Últimamente se habla mucho de los activos o ingredientes "transformadores" y muchos se venden bajo ese reclamo... aunque en realidad no lo son. Nos hemos puesto en contacto con una experta para saber qué tienen determinados ingredientes para tener en la piel ese súperpoder, cuáles son los ingredientes que ya están reconocidísimos como "transformadores" cutáneos, qué hace cada uno y qué tienen en común. Además, para que no te engañen más, hemos preguntado a la doctora con qué productos nos pueden dar gato por liebre: nos los venden como "transformadores" cuando en realidad solo hacen un efecto superficial y cosmético que sorprende a corto plazo.
¿Qué son los 'transformadores' de la piel?
"Llamamos así a aquellos productos o principios activos capaces de producir un cambio real y sostenido en el funcionamiento y en la apariencia de la piel", explica la Dra. Cristina García Millán, dermatóloga especializada en Piel Sensible, Dermatología Estética y Dermatología Pediátrica y Directora y CEO @estheamedica. No se refiere a un efecto cosmético inmediato, como dar más luz o una sensación de hidratación, sino a activos que, con constancia, pueden mejorar la renovación celular, la producción de colágeno, la textura, la pigmentación, la secreción grasa o incluso determinadas lesiones inflamatorias.
Los activos transformadores pueden mejorar la renovación celular, la producción de colágeno, la textura, la pigmentación, la secreción grasa.
¿De qué ingredientes hablamos?
En sentido estricto, según la doctora, los más representativos serían los retinoides -retinol, retinal y, en el ámbito médico, ácido retinoico-, "porque han demostrado mejorar arrugas finas, manchas, textura, acné y calidad global de la piel". Nos cuenta que "el retinol, por ejemplo, favorece la renovación celular, regula la producción de colágeno y elastina y también puede mejorar la piel acneica".
Junto a ellos, la experta incluiría otros activos con capacidad de cambio real cuando están bien indicados. Son:
- Los alfahidroxiácidos y los betahidroxiácidos: por su efecto exfoliante y renovador.

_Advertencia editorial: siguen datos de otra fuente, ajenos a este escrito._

#[cfg(test)]
mod tests {
    use super::*;
    use crate::reputation::types::CategoryName;

    struct Fixture {
        ledger: AttestationLedger,
        reputations: ReputationStore,
        categories: CategoryIndex,
    }

    impl Fixture {
        fn new() -> Self {
            let admin = p("deployer");
            let mut categories = CategoryIndex::new(admin.clone());
            categories
                .add_category(&admin, CategoryName::new("general").unwrap())
                .unwrap();
            Self {
                ledger: AttestationLedger::new(),
                reputations: ReputationStore::new(),
                categories,
            }
        }

        fn attest(
            &mut self,
            sender: &str,
            target: &str,
            value: i64,
            now: Timestamp,
        ) -> ReputationResult<AttestationReceipt> {
            self.ledger.make_attestation(
                &mut self.reputations,
                &mut self.categories,
                request(sender, target, value, 1),
                now,
            )
        }

        fn snapshot(&self) -> (AttestationLedger, ReputationStore, CategoryIndex) {
            (
                self.ledger.clone(),
                self.reputations.clone(),
                self.categories.clone(),
            )
        }
    }

    fn p(name: &str) -> Principal {
        Principal::new(name).unwrap()
    }

    fn request(sender: &str, target: &str, value: i64, category_id: CategoryId) -> AttestationRequest {
        AttestationRequest {
            sender: p(sender),
            target: p(target),
            value,
            category_id,
            comment: Comment::new("good").unwrap(),
        }
    }

    #[test]
    fn test_vote_from_sign() {
        assert_eq!(Vote::from_value(1), Vote::Positive);
        assert_eq!(Vote::from_value(i64::MAX), Vote::Positive);
        assert_eq!(Vote::from_value(-7), Vote::Negative);
        assert_eq!(Vote::from_value(i64::MIN), Vote::Negative);
        assert_eq!(Vote::from_value(0), Vote::Abstain);
    }

    #[test]
    fn test_first_and_second_attestation() {
        let mut fx = Fixture::new();

        let receipt = fx.attest("alice", "bob", 1, 1000).unwrap();
        assert!(receipt.created_reputation);
        assert_eq!(receipt.category_count, 1);

        let record = fx.reputations.get(&p("bob")).unwrap();
        assert_eq!(
            (record.score, record.positive_count, record.negative_count, record.last_updated),
            (100, 1, 0, 1000)
        );

        let receipt = fx.attest("carol", "bob", -1, 1001).unwrap();
        assert!(!receipt.created_reputation);
        assert_eq!(receipt.category_count, 2);

        let record = fx.reputations.get(&p("bob")).unwrap();
        assert_eq!(
            (record.score, record.positive_count, record.negative_count, record.last_updated),
            (50, 1, 1, 1001)
        );
    }

    #[test]
    fn test_self_attestation_rejected_without_changes() {
        let mut fx = Fixture::new();
        let before = fx.snapshot();

        assert_eq!(
            fx.attest("alice", "alice", 1, 10),
            Err(ReputationError::SelfAttestation)
        );
        // self check precedes category check
        let result = fx.ledger.make_attestation(
            &mut fx.reputations,
            &mut fx.categories,
            request("alice", "alice", 1, 99),
            10,
        );
        assert_eq!(result, Err(ReputationError::SelfAttestation));
        assert_eq!(fx.snapshot(), before);
    }

    #[test]
    fn test_unknown_category_rejected_without_changes() {
        let mut fx = Fixture::new();
        let before = fx.snapshot();

        let result = fx.ledger.make_attestation(
            &mut fx.reputations,
            &mut fx.categories,
            request("alice", "bob", 1, 2),
            10,
        );

        assert_eq!(result, Err(ReputationError::NotFound));
        assert_eq!(fx.snapshot(), before);
        assert!(fx.reputations.get(&p("bob")).is_none());
    }

    #[test]
    fn test_cooldown_boundary() {
        let mut fx = Fixture::new();
        fx.attest("alice", "bob", 1, 1000).unwrap();
        let before = fx.snapshot();

        assert_eq!(
            fx.attest("alice", "bob", -1, 1000 + ATTESTATION_COOLDOWN),
            Err(ReputationError::CooldownActive)
        );
        assert_eq!(fx.snapshot(), before);

        let receipt = fx.attest("alice", "bob", -1, 1000 + ATTESTATION_COOLDOWN + 1).unwrap();
        assert_eq!(receipt.attestation.value, -1);
        assert_eq!(receipt.reputation.positive_count, 1);
        assert_eq!(receipt.reputation.negative_count, 1);
    }

    #[test]
    fn test_last_updated_never_moves_backwards() {
        let mut fx = Fixture::new();
        fx.attest("alice", "bob", 1, 1000).unwrap();

        let receipt = fx.attest("carol", "bob", -1, 500).unwrap();
        assert_eq!(receipt.reputation.last_updated, 1000);
        assert_eq!(receipt.reputation.negative_count, 1);
        assert_eq!(fx.reputations.get(&p("bob")).unwrap().last_updated, 1000);

        // The pair record keeps the time it was actually made
        let stored = fx.ledger.get_attestation(&p("carol"), &p("bob")).unwrap();
        assert_eq!(stored.timestamp, 500);
    }

    #[test]
    fn test_cooldown_is_per_ordered_pair() {
        let mut fx = Fixture::new();
        fx.attest("alice", "bob", 1, 1000).unwrap();

        // reverse direction and other senders are unaffected
        assert!(fx.attest("bob", "alice", 1, 1001).is_ok());
        assert!(fx.attest("carol", "bob", 1, 1002).is_ok());
    }

    #[test]
    fn test_abstain_refreshes_record_without_counting() {
        let mut fx = Fixture::new();
        fx.attest("alice", "bob", 1, 1000).unwrap();

        let receipt = fx.attest("alice", "bob", 0, 200_000).unwrap();
        assert_eq!(receipt.vote, Vote::Abstain);
        assert_eq!(receipt.reputation.positive_count, 1);
        assert_eq!(receipt.reputation.negative_count, 0);
        assert_eq!(receipt.reputation.last_updated, 200_000);
        assert_eq!(receipt.category_count, 2);

        let stored = fx.ledger.get_attestation(&p("alice"), &p("bob")).unwrap();
        assert_eq!(stored.value, 0);
        assert_eq!(stored.timestamp, 200_000);

        // cooldown restarts from the abstaining attestation
        assert_eq!(
            fx.attest("alice", "bob", 1, 200_000 + ATTESTATION_COOLDOWN),
            Err(ReputationError::CooldownActive)
        );
    }

    #[test]
    fn test_attestation_round_trip() {
        let mut fx = Fixture::new();
        fx.attest("alice", "bob", 1, 4242).unwrap();

        let stored = fx.ledger.get_attestation(&p("alice"), &p("bob")).unwrap();
        assert_eq!(stored.value, 1);
        assert_eq!(stored.comment.as_str(), "good");
        assert_eq!(stored.timestamp, 4242);
        assert!(fx.ledger.get_attestation(&p("bob"), &p("alice")).is_none());
    }

    #[test]
    fn test_magnitude_is_not_weighted() {
        let mut fx = Fixture::new();
        fx.attest("alice", "bob", 1_000_000, 10).unwrap();
        fx.attest("carol", "bob", -1, 11).unwrap();

        let record = fx.reputations.get(&p("bob")).unwrap();
        assert_eq!((record.positive_count, record.negative_count), (1, 1));
        assert_eq!(record.score, 50);
    }

    #[test]
    fn test_attestations_for_target() {
        let mut fx = Fixture::new();
        fx.attest("alice", "bob", 1, 10).unwrap();
        fx.attest("carol", "bob", 1, 11).unwrap();
        fx.attest("bob", "carol", 1, 12).unwrap();

        let bob = p("bob");
        assert_eq!(fx.ledger.attestations_for(&bob).count(), 2);
        assert_eq!(fx.ledger.len(), 3);
    }
}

- El ácido azelaico: muy útil en acné, rosácea y pigmentación y algunos antioxidantes bien formulados, como la vitamina C, que pueden mejorar luminosidad y tono si se usan con regularidad.
"Pero no todos tienen la misma importancia: si hablamos de "transformación" en sentido dermatológico, los retinoides siguen estando en primer lugar", advierte.

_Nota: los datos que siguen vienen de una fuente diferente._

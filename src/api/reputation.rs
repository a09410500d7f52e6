//! Reputation API Endpoints
//!
//! Every mutating endpoint acts on behalf of the principal bound to the
//! caller's API key. With authentication disabled the `x-principal` header
//! names the caller instead. Failures are returned as `{"error", "message"}`.

use axum::{
    extract::{
        rejection::{JsonRejection, PathRejection, QueryRejection},
        FromRequestParts, Path, Query, State,
    },
    http::{request::Parts, StatusCode},
    response::{IntoResponse, Response},
    routing::{get, post},
    Json, Router,
};
use serde::{Deserialize, Serialize};
use tracing::warn;

use super::middleware::AuthenticatedPrincipal;
use crate::reputation::{
    AttestationRecord, AttestationRequest, Category, CategoryId, CategoryName, Comment,
    DecayOutcome, InputError, Principal, ReputationError, ReputationEvent, ReputationManager,
    ReputationRecord, Vote,
};

pub const PRINCIPAL_HEADER: &str = "x-principal";
pub const DEFAULT_EVENT_LIMIT: usize = 50;
pub const MAX_EVENT_LIMIT: usize = 1000;

/// API state for reputation endpoints
#[derive(Clone)]
pub struct ReputationApiState {
    pub manager: ReputationManager,
}

/// JSON error body with the matching HTTP status
#[derive(Debug, Serialize)]
pub struct ApiError {
    #[serde(skip)]
    pub status: StatusCode,
    pub error: String,
    pub message: String,
}

impl ApiError {
    pub fn new(status: StatusCode, error: impl Into<String>, message: impl Into<String>) -> Self {
        Self {
            status,
            error: error.into(),
            message: message.into(),
        }
    }

    pub fn invalid_input(message: impl Into<String>) -> Self {
        Self::new(StatusCode::BAD_REQUEST, "INVALID_INPUT", message)
    }
}

impl From<ReputationError> for ApiError {
    fn from(err: ReputationError) -> Self {
        let status = match err {
            ReputationError::Unauthorized => StatusCode::FORBIDDEN,
            ReputationError::NotFound => StatusCode::NOT_FOUND,
            ReputationError::CooldownActive => StatusCode::TOO_MANY_REQUESTS,
            ReputationError::SelfAttestation => StatusCode::UNPROCESSABLE_ENTITY,
        };
        Self::new(status, err.code(), err.to_string())
    }
}

impl From<InputError> for ApiError {
    fn from(err: InputError) -> Self {
        Self::invalid_input(err.to_string())
    }
}

impl From<JsonRejection> for ApiError {
    fn from(rejection: JsonRejection) -> Self {
        Self::invalid_input(rejection.body_text())
    }
}

impl From<PathRejection> for ApiError {
    fn from(rejection: PathRejection) -> Self {
        Self::invalid_input(rejection.body_text())
    }
}

impl From<QueryRejection> for ApiError {
    fn from(rejection: QueryRejection) -> Self {
        Self::invalid_input(rejection.body_text())
    }
}

impl IntoResponse for ApiError {
    fn into_response(self) -> Response {
        (self.status, Json(self)).into_response()
    }
}

/// The principal on whose behalf the request acts
#[derive(Debug, Clone)]
pub struct Caller(pub Principal);

fn claimed_principal(parts: &Parts) -> Result<Option<Principal>, ApiError> {
    let Some(raw) = parts.headers.get(PRINCIPAL_HEADER) else {
        return Ok(None);
    };
    let raw = raw
        .to_str()
        .map_err(|_| ApiError::invalid_input("x-principal header is not valid text"))?;
    Ok(Some(Principal::new(raw)?))
}

impl<S> FromRequestParts<S> for Caller
where
    S: Send + Sync,
{
    type Rejection = ApiError;

    async fn from_request_parts(parts: &mut Parts, _state: &S) -> Result<Self, Self::Rejection> {
        let claimed = claimed_principal(parts)?;

        match parts.extensions.get::<AuthenticatedPrincipal>() {
            Some(AuthenticatedPrincipal(principal)) => match claimed {
                Some(claimed) if &claimed != principal => {
                    warn!(key_principal = %principal, claimed = %claimed, "Principal mismatch");
                    Err(ApiError::new(
                        StatusCode::FORBIDDEN,
                        "PRINCIPAL_MISMATCH",
                        "x-principal does not match the API key",
                    ))
                }
                _ => Ok(Caller(principal.clone())),
            },
            None => claimed
                .map(Caller)
                .ok_or_else(|| ApiError::invalid_input("missing x-principal header")),
        }
    }
}

// Request types

#[derive(Debug, Deserialize)]
pub struct AddCategoryRequest {
    pub name: String,
}

#[derive(Debug, Deserialize)]
pub struct AttestRequest {
    pub target: String,
    pub value: i64,
    pub category_id: CategoryId,
    #[serde(default)]
    pub comment: String,
}

#[derive(Debug, Deserialize)]
pub struct EventsQuery {
    pub limit: Option<usize>,
    pub user: Option<String>,
}

// Response types

#[derive(Debug, Serialize)]
pub struct InitializeResponse {
    pub user: Principal,
    pub created: bool,
}

#[derive(Debug, Serialize)]
pub struct AddCategoryResponse {
    pub category_id: CategoryId,
}

#[derive(Debug, Serialize)]
pub struct AttestResponse {
    pub accepted: bool,
    pub vote: Vote,
    pub score: u8,
    pub positive_count: u64,
    pub negative_count: u64,
    pub total_attestations: u64,
    pub category_count: u64,
}

#[derive(Debug, Serialize)]
pub struct DecayResponse {
    pub user: Principal,
    pub applied: bool,
    pub days_elapsed: u64,
    pub retention_percent: Option<u64>,
    pub reputation: Option<ReputationRecord>,
}

#[derive(Debug, Serialize)]
pub struct CategoryCountResponse {
    pub user: Principal,
    pub category_id: CategoryId,
    pub count: u64,
}

#[derive(Debug, Serialize)]
pub struct ReceivedAttestationsResponse {
    pub user: Principal,
    pub total: usize,
    pub attestations: Vec<AttestationRecord>,
}

#[derive(Debug, Serialize)]
pub struct EventsResponse {
    pub total: usize,
    pub events: Vec<ReputationEvent>,
}

// Endpoints

/// POST /reputation/initialize
pub async fn initialize(
    State(state): State<ReputationApiState>,
    Caller(caller): Caller,
) -> Json<InitializeResponse> {
    let created = state.manager.initialize_reputation(&caller).await;
    Json(InitializeResponse {
        user: caller,
        created,
    })
}

/// POST /reputation/categories
pub async fn add_category(
    State(state): State<ReputationApiState>,
    Caller(caller): Caller,
    payload: Result<Json<AddCategoryRequest>, JsonRejection>,
) -> Result<(StatusCode, Json<AddCategoryResponse>), ApiError> {
    let Json(payload) = payload?;
    let name = CategoryName::new(payload.name)?;

    let category_id = state.manager.add_category(&caller, name).await?;
    Ok((StatusCode::CREATED, Json(AddCategoryResponse { category_id })))
}

/// GET /reputation/categories/{id}
pub async fn get_category(
    State(state): State<ReputationApiState>,
    id: Result<Path<CategoryId>, PathRejection>,
) -> Result<Json<Category>, ApiError> {
    let Path(id) = id?;
    state
        .manager
        .get_category(id)
        .await
        .map(Json)
        .ok_or_else(|| ReputationError::NotFound.into())
}

/// POST /reputation/attestations
pub async fn make_attestation(
    State(state): State<ReputationApiState>,
    Caller(caller): Caller,
    payload: Result<Json<AttestRequest>, JsonRejection>,
) -> Result<Json<AttestResponse>, ApiError> {
    let Json(payload) = payload?;
    let request = AttestationRequest {
        sender: caller,
        target: Principal::new(payload.target)?,
        value: payload.value,
        category_id: payload.category_id,
        comment: Comment::new(payload.comment)?,
    };

    let receipt = state.manager.make_attestation(request).await?;
    Ok(Json(AttestResponse {
        accepted: true,
        vote: receipt.vote,
        score: receipt.reputation.score,
        positive_count: receipt.reputation.positive_count,
        negative_count: receipt.reputation.negative_count,
        total_attestations: receipt.reputation.total_attestations(),
        category_count: receipt.category_count,
    }))
}

/// GET /reputation/attestations/{sender}/{target}
pub async fn get_attestation(
    State(state): State<ReputationApiState>,
    path: Result<Path<(String, String)>, PathRejection>,
) -> Result<Json<AttestationRecord>, ApiError> {
    let Path((sender, target)) = path?;
    let sender = Principal::new(sender)?;
    let target = Principal::new(target)?;

    state
        .manager
        .get_attestation(&sender, &target)
        .await
        .map(Json)
        .ok_or_else(|| ReputationError::NotFound.into())
}

/// POST /reputation/users/{user}/decay
///
/// Anyone may trigger decay for any user.
pub async fn apply_decay(
    State(state): State<ReputationApiState>,
    user: Result<Path<String>, PathRejection>,
) -> Result<Json<DecayResponse>, ApiError> {
    let Path(user) = user?;
    let user = Principal::new(user)?;

    let response = match state.manager.apply_reputation_decay(&user).await? {
        DecayOutcome::NotDue { days_elapsed } => DecayResponse {
            user,
            applied: false,
            days_elapsed,
            retention_percent: None,
            reputation: None,
        },
        DecayOutcome::Applied {
            days_elapsed,
            retention_percent,
            record,
        } => DecayResponse {
            user,
            applied: true,
            days_elapsed,
            retention_percent: Some(retention_percent),
            reputation: Some(record),
        },
    };

    Ok(Json(response))
}

/// GET /reputation/users/{user}
pub async fn get_reputation(
    State(state): State<ReputationApiState>,
    user: Result<Path<String>, PathRejection>,
) -> Result<Json<ReputationRecord>, ApiError> {
    let Path(user) = user?;
    let user = Principal::new(user)?;

    state
        .manager
        .get_reputation(&user)
        .await
        .map(Json)
        .ok_or_else(|| ReputationError::NotFound.into())
}

/// GET /reputation/users/{user}/categories/{id}
///
/// Unknown users and categories report a count of zero.
pub async fn get_user_category_count(
    State(state): State<ReputationApiState>,
    path: Result<Path<(String, CategoryId)>, PathRejection>,
) -> Result<Json<CategoryCountResponse>, ApiError> {
    let Path((user, category_id)) = path?;
    let user = Principal::new(user)?;
    let count = state.manager.get_user_category_count(&user, category_id).await;

    Ok(Json(CategoryCountResponse {
        user,
        category_id,
        count,
    }))
}

/// GET /reputation/users/{user}/attestations
///
/// Latest attestation from each sender about `user`.
pub async fn get_received_attestations(
    State(state): State<ReputationApiState>,
    user: Result<Path<String>, PathRejection>,
) -> Result<Json<ReceivedAttestationsResponse>, ApiError> {
    let Path(user) = user?;
    let user = Principal::new(user)?;
    let attestations = state.manager.attestations_received(&user).await;

    Ok(Json(ReceivedAttestationsResponse {
        user,
        total: attestations.len(),
        attestations,
    }))
}

/// GET /reputation/events?limit=N&user=P
pub async fn get_events(
    State(state): State<ReputationApiState>,
    query: Result<Query<EventsQuery>, QueryRejection>,
) -> Result<Json<EventsResponse>, ApiError> {
    let Query(query) = query?;
    let limit = query
        .limit
        .unwrap_or(DEFAULT_EVENT_LIMIT)
        .min(MAX_EVENT_LIMIT);

    let events = match query.user {
        Some(user) => {
            let user = Principal::new(user)?;
            state.manager.events_for_user(&user, limit).await
        }
        None => state.manager.recent_events(limit).await,
    };

    Ok(Json(EventsResponse {
        total: events.len(),
        events,
    }))
}

/// Create the reputation API router
pub fn create_reputation_router(state: ReputationApiState) -> Router {
    Router::new()
        .route("/initialize", post(initialize))
        .route("/categories", post(add_category))
        .route("/categories/{id}", get(get_category))
        .route("/attestations", post(make_attestation))
        .route("/attestations/{sender}/{target}", get(get_attestation))
        .route("/users/{user}", get(get_reputation))
        .route("/users/{user}/decay", post(apply_decay))
        .route("/users/{user}/attestations", get(get_received_attestations))
        .route("/users/{user}/categories/{id}", get(get_user_category_count))
        .route("/events", get(get_events))
        .with_state(state)
}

Los retinoides siguen estando en primer lugar entre los ingredientes transformadores.
¿Qué transforman?
Según la doctora García Millán, los activos transformadores tienen en común tres cosas:
- Actúan sobre mecanismos biológicos de la piel y no solo sobre su aspecto superficial.
- Necesitan constancia: no funcionan por una aplicación aislada, sino por un uso continuado.

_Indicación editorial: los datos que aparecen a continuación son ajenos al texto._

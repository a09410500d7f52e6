//! Peer Attestation Reputation System
//!
//! Users attest to each other (positive, negative or abstaining) under an
//! administrator-defined category. Each user's score is the truncated
//! percentage of positive attestations received; idle records decay.
//!
//! ## Architecture
//!
//! ```text
//! ┌──────────────────┐     ┌───────────────────┐     ┌─────────────────┐
//! │ AttestationLedger│────►│ ReputationStore   │◄────│ decay           │
//! │ (cooldown, pairs)│     │ (per-user record) │     │ (idle months)   │
//! └──────────────────┘     └───────────────────┘     └─────────────────┘
//!          │                         ▲
//!          ▼                         │ score::calculate_score
//! ┌──────────────────┐     ┌───────────────────┐
//! │ CategoryIndex    │     │ ReputationManager │
//! │ (admin, counters)│     │ (lock, clock, log)│
//! └──────────────────┘     └───────────────────┘
//! ```
//!
//! ## Score Model
//!
//! - New records start at 50 with no counted attestations
//! - Score = floor(positive * 100 / (positive + negative))
//! - Same sender may re-attest to the same target only after 24 hours
//! - After 30 idle days both counts lose 5% per month, capped at 75%

mod category;
mod clock;
mod decay;
mod error;
mod events;
mod ledger;
mod manager;
mod score;
mod state;
mod store;
mod types;

pub use category::{Category, CategoryCount, CategoryIndex};
pub use clock::{Clock, ManualClock, SystemClock};
pub use decay::{
    apply_decay, calculate_decay_factor, calculate_decayed_value, days_since, DecayOutcome,
    DAYS_PER_MONTH, DECAY_THRESHOLD_DAYS, MAX_DECAY, MONTHLY_DECAY_RATE, SECONDS_PER_DAY,
};
pub use error::{ReputationError, ReputationResult};
pub use events::{EventLog, ReputationEvent, ReputationEventKind, DEFAULT_MAX_EVENTS};
pub use ledger::{
    AttestationLedger, AttestationReceipt, AttestationRecord, AttestationRequest, Vote,
    ATTESTATION_COOLDOWN,
};
pub use manager::ReputationManager;
pub use score::{calculate_score, ReputationRecord, DEFAULT_SCORE, MAX_SCORE, MIN_SCORE};
pub use state::ReputationState;
pub use store::ReputationStore;
pub use types::{
    CategoryId, CategoryName, Comment, InputError, Principal, Timestamp, MAX_CATEGORY_NAME_LENGTH,
    MAX_COMMENT_LENGTH, MAX_PRINCIPAL_LENGTH,
};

- Deben utilizarse con criterio, porque cuanto más eficaces son, más importante es también respetar la tolerancia cutánea, la concentración adecuada y la fotoprotección.
¿En cuánto tiempo hacen efecto?
Le preguntamos a la doctora: si el ciclo de renovación de la piel es de 28 días, ¿quiere decir que ningún producto "transformador" hace efecto antes de este tiempo? "No exactamente", comienza respondiendo. "Algunos efectos pueden aparecer antes", revela.
Cuenta que, por ejemplo, un activo antiinflamatorio puede mejorar el enrojecimiento o algunos brotes en pocos días, y ciertos exfoliantes o antioxidantes pueden aportar más luminosidad antes de las cuatro semanas. "Lo que suele requerir más tiempo son los cambios más profundos y sostenidos: mejoría de textura, manchas, arrugas finas o calidad global de la piel", detalla.
Se venden como transformadores productos cosméticos de confort cutáneo que no tienen acción biológica y no son lo mismo.
Que no te den gato por liebre...
"Hay productos que pueden mejorar el aspecto de la piel, pero no por eso son transformadores en sentido estricto", advierte la doctora García Millán. Dice que, sobre todo, ocurre con muchas fórmulas centradas solo en hidratación inmediata y con algunos sérums efecto glow". También con mascarillas flash o con productos que tensan temporalmente la piel. "Pueden gustar mucho y tener su sitio, pero su efecto suele ser más cosmético que biológico", recalca.
"También se vende a veces como gran cambio lo que en realidad es un buen producto de confort cutáneo", nos cuenta. "Y no es lo mismo", insiste. "No todo lo que se comercializa como innovador o transformador modifica de verdad la piel a medio plazo. A veces mejora cómo la notas; otras, cómo se ve durante unas horas. Pero transformar no es simplemente embellecer momentáneamente", nos cuenta.